A report by the Washington State Dept. of Labor & Industries shows exposure limits in various industries are being exceeded. When workplaces do not follow exposure limit protocols there is a greater risk to employee safety as well as an increased risk to work site damage.
Noise, dust, fumes, and chemicals are just a few and common substances with which workers are in contact routinely. Researchers from the Washington State Department of Labor & Industries recently released a report on exposures showing that, between 2008 and 2016, at least a quarter of workplace hazardous substance samples had twice the recommended level or beyond. Workplace exposure limits are in place to help protect workers from the hazards of industrial substances.
Occupational exposure limits set by federal regulations are in place to help keep workers safe from developing physical conditions and ailments including hearing loss and cancer. Also, asthma rates can increase from being either caused or aggravated by workplace exposures.
In the Washington L&I report, 4,394 exposure samples were gathered and the severity level of each substance was calculated and compared with the established exposure limit. The results show respirable silica, noise, dust, chromium, and nitrous oxide were the top substances with levels exceeding what they should be. In noise exposure samples, the construction industry had the highest maximum level. Industries with the highest median severity were real estate and rental, and waste management and remediation services. Abrasive blaster jobs had the highest dust and noise exposure severity.
According to the report, "Statewide managers can use sampling data to investigate ? the type of exposures occurring in industries throughout the state and to develop policies and strategies to prevent exposures to address newly identified, highly toxic, and carcinogenic substances."
Some industries that were successful in limiting exposure limits were found to have adopted control methods and work practices known to reduce worker exposures. A tool kit by Occupational Safety & Health Administration walks employers through the steps of transitioning to safer chemicals. To make hazard assessment easier, employers can find a safer chemical, product, or process. The Washington researchers said they also found use of real-time screening tools can assist in the limiting of chemical and other element exposures. Employers can utilize several tips for a multi-approach to exposure safety:
Perform a risk assessment and evaluation to identify and document potential exposure hazards. Actively review and perform exposure assessments on a routine basis.

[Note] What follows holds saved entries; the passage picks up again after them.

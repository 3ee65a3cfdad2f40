//! Color utility functions for label categories.
//!
//! Label colors are stored as `#RRGGBB` strings in `labels.json` and
//! generated with a random hue when a category has none.

use rand::Rng;

use crate::constants::{COLOR_CHANNEL_SUM_MAX, COLOR_CHANNEL_SUM_MIN};

/// Attempts at drawing a random saturation/value pair before falling back.
const MAX_COLOR_ATTEMPTS: usize = 32;

/// Convert HSV to RGB.
///
/// # Arguments
/// * `h` - Hue in degrees (0-360)
/// * `s` - Saturation (0.0-1.0)
/// * `v` - Value/brightness (0.0-1.0)
///
/// # Returns
/// RGB tuple with values in range 0.0-1.0
pub fn hsv_to_rgb(h: f32, s: f32, v: f32) -> (f32, f32, f32) {
    let c = v * s;
    let x = c * (1.0 - ((h / 60.0) % 2.0 - 1.0).abs());
    let m = v - c;

    let (r, g, b) = if h < 60.0 {
        (c, x, 0.0)
    } else if h < 120.0 {
        (x, c, 0.0)
    } else if h < 180.0 {
        (0.0, c, x)
    } else if h < 240.0 {
        (0.0, x, c)
    } else if h < 300.0 {
        (x, 0.0, c)
    } else {
        (c, 0.0, x)
    };

    (r + m, g + m, b + m)
}

fn hsv_to_rgb8(h: f32, s: f32, v: f32) -> [u8; 3] {
    let (r, g, b) = hsv_to_rgb(h, s, v);
    [
        (r * 255.0).round() as u8,
        (g * 255.0).round() as u8,
        (b * 255.0).round() as u8,
    ]
}

/// Whether the color is neither too dark nor too light to draw boxes with.
pub fn has_usable_brightness(color: [u8; 3]) -> bool {
    let sum: u32 = color.iter().map(|&c| u32::from(c)).sum();
    (COLOR_CHANNEL_SUM_MIN..=COLOR_CHANNEL_SUM_MAX).contains(&sum)
}

/// Generate a label color with a random hue and a usable brightness.
pub fn random_label_color<R: Rng + ?Sized>(rng: &mut R) -> [u8; 3] {
    let hue = rng.random_range(0.0..360.0_f32);

    for _ in 0..MAX_COLOR_ATTEMPTS {
        let saturation = rng.random_range(0.3..=1.0_f32);
        let value = rng.random_range(0.4..=1.0_f32);
        let color = hsv_to_rgb8(hue, saturation, value);
        if has_usable_brightness(color) {
            return color;
        }
    }

    // Any hue at this saturation/value sums to between 368 and 490.
    hsv_to_rgb8(hue, 0.6, 0.8)
}

/// Format a color as `#RRGGBB`.
pub fn to_hex(color: [u8; 3]) -> String {
    format!("#{:02x}{:02x}{:02x}", color[0], color[1], color[2])
}

/// Parse a `#RRGGBB` string. Returns `None` for anything else.
pub fn parse_hex(hex: &str) -> Option<[u8; 3]> {
    let digits = hex.strip_prefix('#')?;
    if digits.len() != 6 || !digits.is_ascii() {
        return None;
    }

    let channel = |range: std::ops::Range<usize>| u8::from_str_radix(&digits[range], 16).ok();
    Some([channel(0..2)?, channel(2..4)?, channel(4..6)?])
}
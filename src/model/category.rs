//! Label category data model.

use crate::color_utils;
use crate::model::ClassId;

/// A label category with a name and color.
#[derive(Debug, Clone, PartialEq, Eq)]
pub struct Category {
    /// Class id written to label files
    pub id: ClassId,
    /// Display name of the category
    pub name: String,
    /// RGB color for the category
    pub color: [u8; 3],
}

impl Category {
    /// Create a new category with the given ID, name, and color.
    pub fn new(id: ClassId, name: &str, color: [u8; 3]) -> Self {
        Self {
            id,
            name: name.to_string(),
            color,
        }
    }

    /// Color as a `#RRGGBB` string.
    pub fn hex_color(&self) -> String {
        color_utils::to_hex(self.color)
    }
}
//! Zoom/pan mapping between widget space and image space.
//!
//! A widget point `w` and an image point `i` are related by
//! `w = i * zoom + pan`, with `pan` measured in widget pixels.

use crate::constants::{MAX_ZOOM, MIN_ZOOM, ZOOM_STEP};
use crate::model::{Point, Rect, Vector2};

/// Direction of a single zoom step.
#[derive(Debug, Clone, Copy, PartialEq, Eq)]
pub enum ZoomDirection {
    In,
    Out,
}

impl ZoomDirection {
    /// Map a wheel delta to a zoom direction. A zero delta requests nothing.
    pub fn from_wheel_delta(delta: f64) -> Option<Self> {
        if delta > 0.0 {
            Some(ZoomDirection::In)
        } else if delta < 0.0 {
            Some(ZoomDirection::Out)
        } else {
            None
        }
    }
}

/// Pan/zoom state of one canvas.
#[derive(Debug, Clone, Copy, PartialEq)]
pub struct ViewportTransform {
    zoom: f64,
    pan: Vector2,
    zoom_step: f64,
}

impl ViewportTransform {
    /// Create a transform with the given zoom and pan. Zoom is clamped to the allowed range.
    pub fn new(zoom: f64, pan: Vector2) -> Self {
        Self {
            zoom: zoom.clamp(MIN_ZOOM, MAX_ZOOM),
            pan,
            zoom_step: ZOOM_STEP,
        }
    }

    /// Create an identity transform (zoom=1, no pan).
    pub fn identity() -> Self {
        Self::new(1.0, Point::ORIGIN)
    }

    /// Use a different multiplier per zoom step. Values `<= 1.0` keep the default.
    pub fn with_zoom_step(mut self, zoom_step: f64) -> Self {
        if zoom_step > 1.0 {
            self.zoom_step = zoom_step;
        } else {
            log::warn!("Ignoring zoom step {zoom_step}, keeping {}", self.zoom_step);
        }
        self
    }

    pub fn zoom(&self) -> f64 {
        self.zoom
    }

    pub fn pan(&self) -> Vector2 {
        self.pan
    }

    pub fn zoom_step(&self) -> f64 {
        self.zoom_step
    }

    /// Back to zoom 1.0 and no pan. Done on every image load.
    pub fn reset(&mut self) {
        self.zoom = 1.0;
        self.pan = Point::ORIGIN;
    }

    /// Map an image-space point to widget space.
    pub fn image_to_widget(&self, p: Point) -> Point {
        p * self.zoom + self.pan
    }

    /// Map a widget-space point to image space.
    ///
    /// Returns the origin if zoom is exactly 0.
    pub fn widget_to_image(&self, p: Point) -> Point {
        if self.zoom == 0.0 {
            return Point::ORIGIN;
        }
        (p - self.pan) / self.zoom
    }

    /// Map an image-space rectangle to widget space.
    pub fn image_rect_to_widget(&self, rect: &Rect) -> Rect {
        let top_left = self.image_to_widget(rect.top_left());
        Rect::new(
            top_left.x,
            top_left.y,
            rect.width * self.zoom,
            rect.height * self.zoom,
        )
    }

    /// Zoom one step around `widget_point`.
    ///
    /// The image point under `widget_point` stays under it. Returns `false`
    /// (and leaves pan untouched) when the zoom is already at the limit.
    pub fn zoom_at(&mut self, widget_point: Point, direction: ZoomDirection) -> bool {
        let old_zoom = self.zoom;
        let new_zoom = match direction {
            ZoomDirection::In => old_zoom * self.zoom_step,
            ZoomDirection::Out => old_zoom / self.zoom_step,
        }
        .clamp(MIN_ZOOM, MAX_ZOOM);

        if new_zoom == old_zoom {
            log::trace!("Zoom already at limit {:.2}x", old_zoom);
            return false;
        }

        let ratio = new_zoom / old_zoom;
        self.pan = self.pan + (widget_point - self.pan) * (1.0 - ratio);
        self.zoom = new_zoom;

        log::debug!(
            "🔍 Zoom-to-cursor: {:.2}x at ({:.1}, {:.1}), pan: ({:.1}, {:.1})",
            self.zoom,
            widget_point.x,
            widget_point.y,
            self.pan.x,
            self.pan.y
        );
        true
    }

    /// Apply a pan delta in widget pixels.
    pub fn pan_by(&mut self, delta: Vector2) {
        self.pan += delta;
    }

    /// Scale the image to the viewport width, flush left and vertically centered.
    pub fn fit_to_width(
        &mut self,
        viewport_width: f64,
        image_width: f64,
        image_height: f64,
        widget_height: f64,
    ) {
        self.zoom = if image_width == 0.0 {
            1.0
        } else {
            (viewport_width / image_width).clamp(MIN_ZOOM, MAX_ZOOM)
        };
        self.pan = Point::new(0.0, (widget_height - image_height * self.zoom) / 2.0);
        log::debug!(
            "Fit to width: {:.3}x, pan ({:.1}, {:.1})",
            self.zoom,
            self.pan.x,
            self.pan.y
        );
    }
}

impl Default for ViewportTransform {
    fn default() -> Self {
        Self::identity()
    }
}
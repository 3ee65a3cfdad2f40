//! Normalized input events fed to the canvas.
//!
//! The windowing layer translates its native events into these before
//! handing them over. Positions are in widget space.

use serde::{Deserialize, Serialize};

use crate::model::Point;

/// Events the canvas responds to.
#[derive(Debug, Clone, PartialEq)]
pub enum InputEvent {
    /// Pointer button pressed.
    PointerPressed { button: MouseButton, position: Point },
    /// Pointer button released.
    PointerReleased { button: MouseButton, position: Point },
    /// Pointer moved.
    PointerMoved { position: Point },
    /// Mouse wheel scrolled. Positive delta zooms in.
    Wheel { delta: f64, position: Point },
    /// Keyboard key pressed.
    KeyPressed { key: Key, modifiers: Modifiers },
    /// Keyboard key released.
    KeyReleased { key: Key, modifiers: Modifiers },
}

impl InputEvent {
    /// Widget-space position carried by pointer events.
    pub fn position(&self) -> Option<Point> {
        match self {
            InputEvent::PointerPressed { position, .. }
            | InputEvent::PointerReleased { position, .. }
            | InputEvent::PointerMoved { position }
            | InputEvent::Wheel { position, .. } => Some(*position),
            InputEvent::KeyPressed { .. } | InputEvent::KeyReleased { .. } => None,
        }
    }
}

/// Mouse buttons.
#[derive(Debug, Clone, Copy, PartialEq, Eq)]
pub enum MouseButton {
    Left,
    Right,
    Middle,
    Other(u16),
}

/// Keyboard keys (the subset the canvas binds).
#[derive(Debug, Clone, Copy, PartialEq, Eq, Hash, Serialize, Deserialize)]
pub enum Key {
    Char(char),
    Enter,
    Escape,
    Backspace,
    Delete,
    Tab,
    Space,
}

/// Keyboard modifiers.
#[derive(Debug, Clone, Copy, Default, PartialEq, Eq)]
pub struct Modifiers {
    pub shift: bool,
    pub ctrl: bool,
    pub alt: bool,
    pub meta: bool,
}

impl Modifiers {
    /// Only Ctrl held.
    pub const CTRL: Modifiers = Modifiers {
        shift: false,
        ctrl: true,
        alt: false,
        meta: false,
    };

    /// No modifier held.
    pub fn is_empty(&self) -> bool {
        !(self.shift || self.ctrl || self.alt || self.meta)
    }
}
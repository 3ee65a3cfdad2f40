//! Bounding box storage for the image currently on the canvas.
//!
//! Boxes are kept in insertion order; that order is both the draw order and
//! the hit-test order. Every mutation records a snapshot in the store's
//! [`HistoryManager`](crate::history::HistoryManager).

use thiserror::Error;

use crate::history::{HistoryConfig, HistoryManager, HistorySnapshot};
use crate::model::{BoundingBox, ClassId, Point};
use crate::viewport::ViewportTransform;

/// Errors from index-based store edits.
#[derive(Error, Debug, Clone, PartialEq, Eq)]
pub enum StoreError {
    /// No box at the given index
    #[error("Box index {index} out of range (store holds {len} boxes)")]
    IndexOutOfRange {
        /// Requested index
        index: usize,
        /// Number of boxes in the store
        len: usize,
    },
}

/// Ordered box list with selection and undo/redo history.
#[derive(Debug, Clone, Default)]
pub struct AnnotationStore {
    boxes: Vec<BoundingBox>,
    selected: Option<usize>,
    history: HistoryManager,
}

impl AnnotationStore {
    pub fn new() -> Self {
        Self::default()
    }

    /// Create a store whose history keeps at most `max_history` snapshots.
    pub fn with_history_limit(max_history: usize) -> Self {
        Self {
            boxes: Vec::new(),
            selected: None,
            history: HistoryManager::with_config(HistoryConfig { max_history }),
        }
    }

    /// Replace the whole list and reseed history with it.
    ///
    /// This is the image-load path: it is not an edit and cannot be undone.
    pub fn load(&mut self, boxes: Vec<BoundingBox>) {
        log::debug!("Loaded {} boxes into store", boxes.len());
        self.history.reset(HistorySnapshot::new(boxes.clone()));
        self.boxes = boxes;
        self.selected = None;
    }

    /// Append a box and return its index.
    pub fn add(&mut self, bbox: BoundingBox) -> usize {
        self.boxes.push(bbox);
        self.record();
        let index = self.boxes.len() - 1;
        log::debug!("➕ Added box {} (class {})", index, bbox.class_id);
        index
    }

    /// Replace the box at `index`.
    pub fn update(&mut self, index: usize, bbox: BoundingBox) -> Result<(), StoreError> {
        let slot = self.slot_mut(index)?;
        *slot = bbox;
        self.record();
        log::debug!("✏️ Updated box {}", index);
        Ok(())
    }

    /// Change the class of the box at `index`.
    pub fn reassign_class(&mut self, index: usize, class_id: ClassId) -> Result<(), StoreError> {
        let bbox = self.get(index).ok_or_else(|| self.out_of_range(index))?;
        self.update(index, bbox.with_class(class_id))
    }

    /// Remove and return the box at `index`.
    pub fn remove(&mut self, index: usize) -> Result<BoundingBox, StoreError> {
        if index >= self.boxes.len() {
            return Err(self.out_of_range(index));
        }
        let removed = self.boxes.remove(index);
        self.selected = match self.selected {
            Some(selected) if selected == index => None,
            Some(selected) if selected > index => Some(selected - 1),
            other => other,
        };
        self.record();
        log::debug!("🗑️ Removed box {}", index);
        Ok(removed)
    }

    /// Remove all boxes.
    pub fn clear(&mut self) {
        let count = self.boxes.len();
        self.boxes.clear();
        self.selected = None;
        self.record();
        log::debug!("🗑️ Cleared {} boxes", count);
    }

    /// Select a box, or clear the selection with `None`.
    pub fn select(&mut self, index: Option<usize>) -> Result<(), StoreError> {
        if let Some(index) = index {
            if index >= self.boxes.len() {
                return Err(self.out_of_range(index));
            }
        }
        self.selected = index;
        Ok(())
    }

    /// Get the selected box index.
    pub fn selected(&self) -> Option<usize> {
        self.selected
    }

    /// All boxes in insertion order.
    pub fn all(&self) -> &[BoundingBox] {
        &self.boxes
    }

    pub fn get(&self, index: usize) -> Option<BoundingBox> {
        self.boxes.get(index).copied()
    }

    pub fn len(&self) -> usize {
        self.boxes.len()
    }

    pub fn is_empty(&self) -> bool {
        self.boxes.is_empty()
    }

    /// Find the box under a widget-space point.
    ///
    /// Boxes are tested in insertion order and the first match wins, so
    /// overlapping boxes resolve to the one added earliest.
    pub fn hit_test(&self, widget_point: Point, viewport: &ViewportTransform) -> Option<usize> {
        self.boxes
            .iter()
            .position(|b| viewport.image_rect_to_widget(&b.rect).contains(&widget_point))
    }

    /// Restore the previous snapshot. Returns `false` if there is nothing to undo.
    pub fn undo(&mut self) -> bool {
        let Some(snapshot) = self.history.undo() else {
            return false;
        };
        self.boxes = snapshot.boxes().to_vec();
        self.selected = None;
        true
    }

    /// Restore the next snapshot. Returns `false` if there is nothing to redo.
    pub fn redo(&mut self) -> bool {
        let Some(snapshot) = self.history.redo() else {
            return false;
        };
        self.boxes = snapshot.boxes().to_vec();
        self.selected = None;
        true
    }

    pub fn can_undo(&self) -> bool {
        self.history.can_undo()
    }

    pub fn can_redo(&self) -> bool {
        self.history.can_redo()
    }

    pub fn history(&self) -> &HistoryManager {
        &self.history
    }

    fn record(&mut self) {
        self.history.push(HistorySnapshot::new(self.boxes.clone()));
    }

    fn slot_mut(&mut self, index: usize) -> Result<&mut BoundingBox, StoreError> {
        let len = self.boxes.len();
        self.boxes
            .get_mut(index)
            .ok_or(StoreError::IndexOutOfRange { index, len })
    }

    fn out_of_range(&self, index: usize) -> StoreError {
        StoreError::IndexOutOfRange {
            index,
            len: self.boxes.len(),
        }
    }
}
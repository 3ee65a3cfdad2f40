//! Undo/redo history for bounding box edits.
//!
//! Every edit records a full snapshot of the box list. The history is a
//! sequence of snapshots with a cursor pointing at the one currently shown:
//!
//! - `push` drops everything after the cursor (the stale redo branch) and appends.
//! - `undo` moves the cursor back, `redo` moves it forward.
//! - The oldest snapshots are evicted once `max_history` is exceeded.
//!
//! The history is never empty, so `0 <= cursor < len` always holds.

use crate::constants::DEFAULT_HISTORY_LIMIT;
use crate::model::BoundingBox;

/// An immutable copy of the box list at one point in time.
#[derive(Debug, Clone, PartialEq, Default)]
pub struct HistorySnapshot {
    boxes: Vec<BoundingBox>,
}

impl HistorySnapshot {
    pub fn new(boxes: Vec<BoundingBox>) -> Self {
        Self { boxes }
    }

    pub fn boxes(&self) -> &[BoundingBox] {
        &self.boxes
    }

    pub fn len(&self) -> usize {
        self.boxes.len()
    }

    pub fn is_empty(&self) -> bool {
        self.boxes.is_empty()
    }
}

/// Configuration for the history
#[derive(Debug, Clone)]
pub struct HistoryConfig {
    /// Maximum number of snapshots to keep (at least 1)
    pub max_history: usize,
}

impl Default for HistoryConfig {
    fn default() -> Self {
        Self {
            max_history: DEFAULT_HISTORY_LIMIT,
        }
    }
}

/// Bounded snapshot log with a cursor.
#[derive(Debug, Clone)]
pub struct HistoryManager {
    snapshots: Vec<HistorySnapshot>,
    cursor: usize,
    config: HistoryConfig,
}

impl HistoryManager {
    /// Create a history seeded with an empty snapshot.
    pub fn new() -> Self {
        Self::with_config(HistoryConfig::default())
    }

    /// Create with custom configuration
    pub fn with_config(config: HistoryConfig) -> Self {
        let config = HistoryConfig {
            max_history: config.max_history.max(1),
        };
        Self {
            snapshots: vec![HistorySnapshot::default()],
            cursor: 0,
            config,
        }
    }

    /// Drop all history and start over from a single snapshot.
    ///
    /// Used on image load so that undo can never go past the loaded state.
    pub fn reset(&mut self, initial: HistorySnapshot) {
        log::debug!("🗑️ History reset with {} boxes", initial.len());
        self.snapshots.clear();
        self.snapshots.push(initial);
        self.cursor = 0;
    }

    /// Record a new snapshot after an edit.
    pub fn push(&mut self, snapshot: HistorySnapshot) {
        if self.cursor + 1 < self.snapshots.len() {
            let discarded = self.snapshots.len() - (self.cursor + 1);
            self.snapshots.truncate(self.cursor + 1);
            log::debug!("Discarded {} redo snapshots", discarded);
        }

        self.snapshots.push(snapshot);
        self.cursor = self.snapshots.len() - 1;

        // Limit history size
        while self.snapshots.len() > self.config.max_history {
            self.snapshots.remove(0);
            self.cursor -= 1;
        }

        log::debug!(
            "📝 History: pushed snapshot {} of {}",
            self.cursor + 1,
            self.snapshots.len()
        );
    }

    /// Check if undo is available
    pub fn can_undo(&self) -> bool {
        self.cursor > 0
    }

    /// Check if redo is available
    pub fn can_redo(&self) -> bool {
        self.cursor + 1 < self.snapshots.len()
    }

    /// Step back one snapshot. Returns the snapshot to restore, or `None` if
    /// there is nothing to undo.
    pub fn undo(&mut self) -> Option<&HistorySnapshot> {
        if !self.can_undo() {
            log::debug!("Nothing to undo");
            return None;
        }
        self.cursor -= 1;
        log::debug!("⏪ Undo: now at snapshot {}", self.cursor + 1);
        self.snapshots.get(self.cursor)
    }

    /// Step forward one snapshot. Returns the snapshot to restore, or `None`
    /// if there is nothing to redo.
    pub fn redo(&mut self) -> Option<&HistorySnapshot> {
        if !self.can_redo() {
            log::debug!("Nothing to redo");
            return None;
        }
        self.cursor += 1;
        log::debug!("⏩ Redo: now at snapshot {}", self.cursor + 1);
        self.snapshots.get(self.cursor)
    }

    /// The snapshot at the cursor.
    pub fn current(&self) -> Option<&HistorySnapshot> {
        self.snapshots.get(self.cursor)
    }

    pub fn cursor(&self) -> usize {
        self.cursor
    }

    /// Number of retained snapshots.
    pub fn len(&self) -> usize {
        self.snapshots.len()
    }

    /// Always `false`: the history holds at least the seed snapshot.
    pub fn is_empty(&self) -> bool {
        self.snapshots.is_empty()
    }

    pub fn max_history(&self) -> usize {
        self.config.max_history
    }

    /// Get the number of steps that can be undone
    pub fn undo_count(&self) -> usize {
        self.cursor
    }

    /// Get the number of steps that can be redone
    pub fn redo_count(&self) -> usize {
        self.snapshots.len() - 1 - self.cursor
    }
}

impl Default for HistoryManager {
    fn default() -> Self {
        Self::new()
    }
}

Monitor the amount and type of worker exposure. Select personal protective equipment specific for the job and considering the type of exposure. Organize PPE so that workers can easily select what they need and when.
Provide refresher or update training on new and modified tools, equipment, and safety best-practice techniques.
Paying attention to occupational exposure risks and hazards is part of having a solid safety program. Review workplace exposures to plan and prepare safety accordingly. The benefits of continually improving a safety program is that it can transform workplace culture to help reduce injuries and overall costs. Employers can harness improved workplace safety thorough continual communication and training.